We can also hack our lives in subtle ways to improve the quality of sleep — avoid drinking alcohol close to bedtime, exercise regularly, try to wake up naturally without the aid of alarms and cut back on screen time. Meditating before bed and keeping your room cool (between 60 and 68 degrees) can also help keep you in deep-sleep mode.

But in the end, just maintaining a curiosity about our night visions can provide a window into our selves.

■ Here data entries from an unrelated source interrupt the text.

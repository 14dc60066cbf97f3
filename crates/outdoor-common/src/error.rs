use thiserror::Error;

#[derive(Error, Debug)]
pub enum Error {
    #[error("{0}")]
    Validation(String),

    #[error("email already registered")]
    DuplicateEmail,

    #[error("invalid credentials")]
    InvalidCredentials,

    #[error("{0}")]
    Unauthorized(String),

    #[error("token expired")]
    TokenExpired,

    #[error("invalid token")]
    TokenInvalid,

    #[error("{0}")]
    Forbidden(String),

    #[error("{0}")]
    NotFound(String),

    #[error("unsupported media type: {0}")]
    UnsupportedMediaType(String),

    #[error("payload too large")]
    PayloadTooLarge,

    #[error("storage error: {0}")]
    Redis(String),

    #[error("JSON serialization error: {0}")]
    Json(#[from] serde_json::Error),

    #[error("IO error: {0}")]
    Io(#[from] std::io::Error),

    #[error(transparent)]
    Other(#[from] anyhow::Error),
}

pub type Result<T> = std::result::Result<T, Error>;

We should treat dreams “like the real and profound experiences they are,” Robb writes. “Let’s give them their rightful place in the world.”

EIGHT STATS ABOUT SLEEP

  • 25% of our total dream time is spent in REM sleep.
  • 3% of people never remember their dreams.
  • 10 to 20% of people have regular lucid dreams, meaning they are aware they’re dreaming and have a level of control in their dream world.
  • Sex appears in men’s dreams four times as often as in women’s.
  • 20 to 25% of our lives are spent asleep.
  • One out of five adults had at least one nightmare last year.
  • 1 to 2% of people suffer from “frequent nightmares” — and women are twice as likely to suffer from this condition.
  • 60 to 70% of adults experience recurrent dreams, a majority of them are unpleasant. The most common recurrent dream is being chased by “burglars, strangers, mobs and shadowy figures,” writes Robb.